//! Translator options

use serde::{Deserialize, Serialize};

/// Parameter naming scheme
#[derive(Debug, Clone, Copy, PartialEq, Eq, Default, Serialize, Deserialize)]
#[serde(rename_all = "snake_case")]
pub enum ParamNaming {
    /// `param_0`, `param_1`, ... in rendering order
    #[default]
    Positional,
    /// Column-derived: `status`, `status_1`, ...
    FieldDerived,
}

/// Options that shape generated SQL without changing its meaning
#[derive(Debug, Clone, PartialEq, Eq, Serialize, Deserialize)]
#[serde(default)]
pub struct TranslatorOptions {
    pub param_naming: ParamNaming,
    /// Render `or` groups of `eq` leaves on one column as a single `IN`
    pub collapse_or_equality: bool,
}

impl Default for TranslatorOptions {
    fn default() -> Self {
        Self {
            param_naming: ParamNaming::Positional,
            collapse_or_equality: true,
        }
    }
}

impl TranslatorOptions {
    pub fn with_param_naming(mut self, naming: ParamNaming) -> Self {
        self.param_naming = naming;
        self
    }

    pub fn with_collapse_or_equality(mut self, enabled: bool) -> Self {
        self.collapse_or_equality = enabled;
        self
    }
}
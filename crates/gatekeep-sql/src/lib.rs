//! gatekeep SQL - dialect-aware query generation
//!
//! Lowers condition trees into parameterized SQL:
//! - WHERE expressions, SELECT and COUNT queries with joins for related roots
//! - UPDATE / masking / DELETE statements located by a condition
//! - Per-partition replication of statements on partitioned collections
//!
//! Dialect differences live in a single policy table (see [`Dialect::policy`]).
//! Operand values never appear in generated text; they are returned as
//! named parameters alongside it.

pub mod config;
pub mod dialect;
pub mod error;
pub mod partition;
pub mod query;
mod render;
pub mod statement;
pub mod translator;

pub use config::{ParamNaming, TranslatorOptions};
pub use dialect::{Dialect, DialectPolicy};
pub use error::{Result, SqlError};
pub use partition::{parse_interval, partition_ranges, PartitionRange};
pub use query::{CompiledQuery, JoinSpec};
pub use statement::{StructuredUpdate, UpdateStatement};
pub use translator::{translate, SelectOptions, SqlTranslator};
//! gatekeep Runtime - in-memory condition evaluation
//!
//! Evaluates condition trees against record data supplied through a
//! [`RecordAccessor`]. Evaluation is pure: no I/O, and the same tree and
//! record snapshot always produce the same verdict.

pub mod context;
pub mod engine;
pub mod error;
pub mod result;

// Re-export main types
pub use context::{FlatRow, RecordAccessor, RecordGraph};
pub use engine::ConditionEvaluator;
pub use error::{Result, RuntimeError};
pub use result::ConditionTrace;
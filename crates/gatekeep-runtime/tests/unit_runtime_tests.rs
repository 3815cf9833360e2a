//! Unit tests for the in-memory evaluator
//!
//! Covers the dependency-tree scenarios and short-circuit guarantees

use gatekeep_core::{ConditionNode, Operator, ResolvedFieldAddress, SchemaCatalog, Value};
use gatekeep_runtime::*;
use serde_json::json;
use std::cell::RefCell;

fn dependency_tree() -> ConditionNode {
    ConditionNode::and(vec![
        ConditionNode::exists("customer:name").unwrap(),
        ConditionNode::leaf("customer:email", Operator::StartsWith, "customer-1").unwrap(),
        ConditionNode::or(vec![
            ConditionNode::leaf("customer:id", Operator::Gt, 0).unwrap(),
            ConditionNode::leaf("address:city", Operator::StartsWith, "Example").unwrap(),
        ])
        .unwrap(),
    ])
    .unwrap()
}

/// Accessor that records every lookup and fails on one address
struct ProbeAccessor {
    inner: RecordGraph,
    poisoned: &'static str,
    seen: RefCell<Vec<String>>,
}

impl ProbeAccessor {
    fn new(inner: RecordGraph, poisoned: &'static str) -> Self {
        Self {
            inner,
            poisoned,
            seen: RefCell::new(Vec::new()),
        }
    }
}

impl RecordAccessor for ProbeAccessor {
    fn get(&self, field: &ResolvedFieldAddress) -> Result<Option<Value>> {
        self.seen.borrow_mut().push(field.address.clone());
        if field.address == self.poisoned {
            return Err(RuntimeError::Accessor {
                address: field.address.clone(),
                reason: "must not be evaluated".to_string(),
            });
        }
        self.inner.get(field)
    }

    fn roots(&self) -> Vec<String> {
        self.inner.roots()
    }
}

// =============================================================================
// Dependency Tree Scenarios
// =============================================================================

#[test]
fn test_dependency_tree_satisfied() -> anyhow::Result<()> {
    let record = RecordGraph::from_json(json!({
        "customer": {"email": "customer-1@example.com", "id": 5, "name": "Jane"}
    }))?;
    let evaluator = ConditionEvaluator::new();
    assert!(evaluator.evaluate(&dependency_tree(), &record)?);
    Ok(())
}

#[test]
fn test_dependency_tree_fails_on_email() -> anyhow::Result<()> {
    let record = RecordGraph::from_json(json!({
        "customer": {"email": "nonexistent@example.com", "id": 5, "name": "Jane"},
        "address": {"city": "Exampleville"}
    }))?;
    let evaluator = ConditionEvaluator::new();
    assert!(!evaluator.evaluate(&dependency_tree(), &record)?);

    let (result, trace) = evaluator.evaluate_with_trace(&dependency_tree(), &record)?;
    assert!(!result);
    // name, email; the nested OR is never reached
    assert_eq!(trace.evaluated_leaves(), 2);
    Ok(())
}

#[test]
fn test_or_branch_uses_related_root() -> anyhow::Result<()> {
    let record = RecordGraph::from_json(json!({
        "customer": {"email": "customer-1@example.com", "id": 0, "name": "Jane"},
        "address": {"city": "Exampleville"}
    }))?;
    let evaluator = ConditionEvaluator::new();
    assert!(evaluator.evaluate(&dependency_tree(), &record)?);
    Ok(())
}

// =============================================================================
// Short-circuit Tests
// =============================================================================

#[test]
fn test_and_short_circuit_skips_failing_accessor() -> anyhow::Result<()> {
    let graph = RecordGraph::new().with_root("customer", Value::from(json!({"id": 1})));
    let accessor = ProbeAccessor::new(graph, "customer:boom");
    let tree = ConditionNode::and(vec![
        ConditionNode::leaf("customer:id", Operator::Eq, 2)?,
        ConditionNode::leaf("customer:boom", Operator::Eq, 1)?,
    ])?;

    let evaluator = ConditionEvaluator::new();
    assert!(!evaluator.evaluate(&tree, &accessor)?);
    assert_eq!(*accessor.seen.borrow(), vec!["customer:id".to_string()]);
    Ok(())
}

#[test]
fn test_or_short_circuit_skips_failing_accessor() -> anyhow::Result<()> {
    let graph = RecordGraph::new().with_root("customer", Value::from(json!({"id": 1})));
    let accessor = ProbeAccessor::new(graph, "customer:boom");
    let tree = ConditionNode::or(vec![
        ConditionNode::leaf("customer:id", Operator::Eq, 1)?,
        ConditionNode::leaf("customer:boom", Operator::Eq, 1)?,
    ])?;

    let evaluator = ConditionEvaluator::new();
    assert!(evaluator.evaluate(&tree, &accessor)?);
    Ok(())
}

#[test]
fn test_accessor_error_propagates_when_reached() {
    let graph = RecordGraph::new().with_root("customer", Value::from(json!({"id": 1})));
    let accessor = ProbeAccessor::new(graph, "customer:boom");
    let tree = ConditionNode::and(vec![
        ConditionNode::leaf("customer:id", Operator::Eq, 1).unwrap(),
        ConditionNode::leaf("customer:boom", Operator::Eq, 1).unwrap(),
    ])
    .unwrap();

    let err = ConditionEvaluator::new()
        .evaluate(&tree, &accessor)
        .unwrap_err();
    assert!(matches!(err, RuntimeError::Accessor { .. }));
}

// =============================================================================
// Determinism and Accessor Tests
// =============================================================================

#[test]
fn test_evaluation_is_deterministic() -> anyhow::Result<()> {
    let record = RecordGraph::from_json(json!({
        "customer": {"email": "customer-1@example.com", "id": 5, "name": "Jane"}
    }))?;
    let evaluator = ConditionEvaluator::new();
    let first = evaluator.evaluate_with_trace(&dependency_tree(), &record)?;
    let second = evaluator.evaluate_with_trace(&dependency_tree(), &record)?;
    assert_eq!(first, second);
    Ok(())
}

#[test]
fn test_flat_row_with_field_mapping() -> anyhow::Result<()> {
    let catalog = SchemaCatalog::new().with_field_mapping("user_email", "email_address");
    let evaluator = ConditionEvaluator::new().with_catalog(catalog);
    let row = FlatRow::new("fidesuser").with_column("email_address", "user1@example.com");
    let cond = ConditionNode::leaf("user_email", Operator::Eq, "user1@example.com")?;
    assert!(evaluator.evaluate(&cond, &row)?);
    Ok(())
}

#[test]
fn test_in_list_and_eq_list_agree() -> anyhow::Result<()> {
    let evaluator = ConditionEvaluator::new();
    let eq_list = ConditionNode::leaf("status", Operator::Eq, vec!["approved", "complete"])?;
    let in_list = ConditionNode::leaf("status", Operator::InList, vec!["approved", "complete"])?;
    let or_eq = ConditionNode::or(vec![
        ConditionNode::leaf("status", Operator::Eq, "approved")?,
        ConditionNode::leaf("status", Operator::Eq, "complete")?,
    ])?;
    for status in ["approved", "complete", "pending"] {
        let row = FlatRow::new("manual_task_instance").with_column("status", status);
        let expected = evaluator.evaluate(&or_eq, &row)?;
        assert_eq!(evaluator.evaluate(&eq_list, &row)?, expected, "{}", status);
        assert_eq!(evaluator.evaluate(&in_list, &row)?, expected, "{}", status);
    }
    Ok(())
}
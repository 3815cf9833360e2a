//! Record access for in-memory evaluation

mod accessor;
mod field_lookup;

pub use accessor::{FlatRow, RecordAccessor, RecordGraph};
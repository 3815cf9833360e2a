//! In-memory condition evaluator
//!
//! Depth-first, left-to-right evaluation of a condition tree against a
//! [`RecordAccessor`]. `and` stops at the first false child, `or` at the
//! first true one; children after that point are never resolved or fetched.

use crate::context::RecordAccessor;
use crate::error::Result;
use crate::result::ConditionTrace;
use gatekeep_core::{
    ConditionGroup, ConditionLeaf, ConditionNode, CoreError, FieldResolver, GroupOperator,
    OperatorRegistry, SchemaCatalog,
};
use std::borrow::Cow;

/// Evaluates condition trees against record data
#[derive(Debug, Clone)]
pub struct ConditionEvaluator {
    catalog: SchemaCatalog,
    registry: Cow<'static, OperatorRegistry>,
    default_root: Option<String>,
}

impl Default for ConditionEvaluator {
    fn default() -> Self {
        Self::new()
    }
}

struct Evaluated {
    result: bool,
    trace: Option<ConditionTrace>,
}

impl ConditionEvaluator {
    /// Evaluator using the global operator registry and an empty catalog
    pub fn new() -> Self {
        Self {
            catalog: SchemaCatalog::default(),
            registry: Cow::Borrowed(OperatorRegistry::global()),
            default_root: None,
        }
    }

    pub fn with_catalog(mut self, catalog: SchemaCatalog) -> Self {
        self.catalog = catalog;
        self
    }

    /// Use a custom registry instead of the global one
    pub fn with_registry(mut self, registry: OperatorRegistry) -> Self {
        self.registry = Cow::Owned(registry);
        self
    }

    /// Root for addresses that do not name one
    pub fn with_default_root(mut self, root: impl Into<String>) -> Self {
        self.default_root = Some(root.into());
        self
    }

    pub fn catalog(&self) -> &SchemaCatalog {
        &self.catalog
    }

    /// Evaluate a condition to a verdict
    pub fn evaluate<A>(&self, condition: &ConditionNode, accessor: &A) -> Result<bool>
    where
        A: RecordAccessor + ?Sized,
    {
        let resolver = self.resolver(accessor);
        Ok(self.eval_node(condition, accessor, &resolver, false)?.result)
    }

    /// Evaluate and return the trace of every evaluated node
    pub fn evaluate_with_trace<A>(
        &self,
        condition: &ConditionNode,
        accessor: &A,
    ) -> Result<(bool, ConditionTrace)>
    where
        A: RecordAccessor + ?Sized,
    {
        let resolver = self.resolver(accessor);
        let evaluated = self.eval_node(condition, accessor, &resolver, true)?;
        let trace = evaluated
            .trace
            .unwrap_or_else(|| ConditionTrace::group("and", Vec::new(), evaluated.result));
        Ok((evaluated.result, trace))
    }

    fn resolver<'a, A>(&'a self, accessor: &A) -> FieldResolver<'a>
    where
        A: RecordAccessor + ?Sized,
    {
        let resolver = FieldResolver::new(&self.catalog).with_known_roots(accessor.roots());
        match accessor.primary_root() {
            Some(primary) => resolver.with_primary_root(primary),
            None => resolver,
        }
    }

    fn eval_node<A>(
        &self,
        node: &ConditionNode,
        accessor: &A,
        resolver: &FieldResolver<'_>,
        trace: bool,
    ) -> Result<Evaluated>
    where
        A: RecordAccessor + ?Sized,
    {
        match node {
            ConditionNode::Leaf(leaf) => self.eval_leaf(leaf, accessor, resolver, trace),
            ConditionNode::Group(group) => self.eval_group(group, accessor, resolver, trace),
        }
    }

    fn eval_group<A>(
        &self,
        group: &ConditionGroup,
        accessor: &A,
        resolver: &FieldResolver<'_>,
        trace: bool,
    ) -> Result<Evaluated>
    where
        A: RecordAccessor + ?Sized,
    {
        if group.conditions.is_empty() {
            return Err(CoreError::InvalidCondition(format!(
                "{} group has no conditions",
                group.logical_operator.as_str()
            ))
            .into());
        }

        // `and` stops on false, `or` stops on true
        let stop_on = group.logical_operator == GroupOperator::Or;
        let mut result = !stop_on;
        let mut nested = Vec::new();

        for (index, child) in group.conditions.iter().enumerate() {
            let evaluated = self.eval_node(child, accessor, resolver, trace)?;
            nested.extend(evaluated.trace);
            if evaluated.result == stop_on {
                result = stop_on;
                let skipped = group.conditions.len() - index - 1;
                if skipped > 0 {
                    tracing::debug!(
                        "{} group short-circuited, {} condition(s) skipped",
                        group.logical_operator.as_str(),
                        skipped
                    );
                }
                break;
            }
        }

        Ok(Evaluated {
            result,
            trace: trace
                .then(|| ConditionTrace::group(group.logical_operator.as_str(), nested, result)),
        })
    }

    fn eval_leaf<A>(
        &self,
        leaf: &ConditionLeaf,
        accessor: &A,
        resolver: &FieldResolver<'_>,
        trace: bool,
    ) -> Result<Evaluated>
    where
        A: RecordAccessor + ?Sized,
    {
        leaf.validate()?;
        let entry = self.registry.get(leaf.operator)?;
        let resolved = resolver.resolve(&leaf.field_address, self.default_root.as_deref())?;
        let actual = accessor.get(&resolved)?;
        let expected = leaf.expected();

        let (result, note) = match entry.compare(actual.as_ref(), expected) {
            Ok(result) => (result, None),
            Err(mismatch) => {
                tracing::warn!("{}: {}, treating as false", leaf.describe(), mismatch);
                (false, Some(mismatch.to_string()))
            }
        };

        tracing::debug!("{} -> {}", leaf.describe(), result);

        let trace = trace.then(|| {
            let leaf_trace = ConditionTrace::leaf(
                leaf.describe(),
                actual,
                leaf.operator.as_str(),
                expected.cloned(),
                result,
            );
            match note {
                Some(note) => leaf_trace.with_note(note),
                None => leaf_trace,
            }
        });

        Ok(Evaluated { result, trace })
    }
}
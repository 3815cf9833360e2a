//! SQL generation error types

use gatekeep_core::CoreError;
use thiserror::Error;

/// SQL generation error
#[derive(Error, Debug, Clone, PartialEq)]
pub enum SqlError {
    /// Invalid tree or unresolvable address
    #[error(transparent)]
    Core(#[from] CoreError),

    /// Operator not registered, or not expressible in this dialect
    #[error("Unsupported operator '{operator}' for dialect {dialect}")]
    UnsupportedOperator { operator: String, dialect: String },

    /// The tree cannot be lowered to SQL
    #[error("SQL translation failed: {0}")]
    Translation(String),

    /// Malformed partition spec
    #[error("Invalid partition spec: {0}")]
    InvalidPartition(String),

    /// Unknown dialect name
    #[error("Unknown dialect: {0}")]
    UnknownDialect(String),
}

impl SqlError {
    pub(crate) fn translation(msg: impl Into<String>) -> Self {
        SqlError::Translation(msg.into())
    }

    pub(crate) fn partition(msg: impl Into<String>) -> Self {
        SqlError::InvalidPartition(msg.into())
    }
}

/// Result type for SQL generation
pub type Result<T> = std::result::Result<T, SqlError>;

## Your assignment
From the data, list each line in which the string "trees" appears.

## Written response
//! Lowers condition trees into parameterized SQL:
//! Evaluates condition trees against record data supplied through a
/// Evaluates condition trees against record data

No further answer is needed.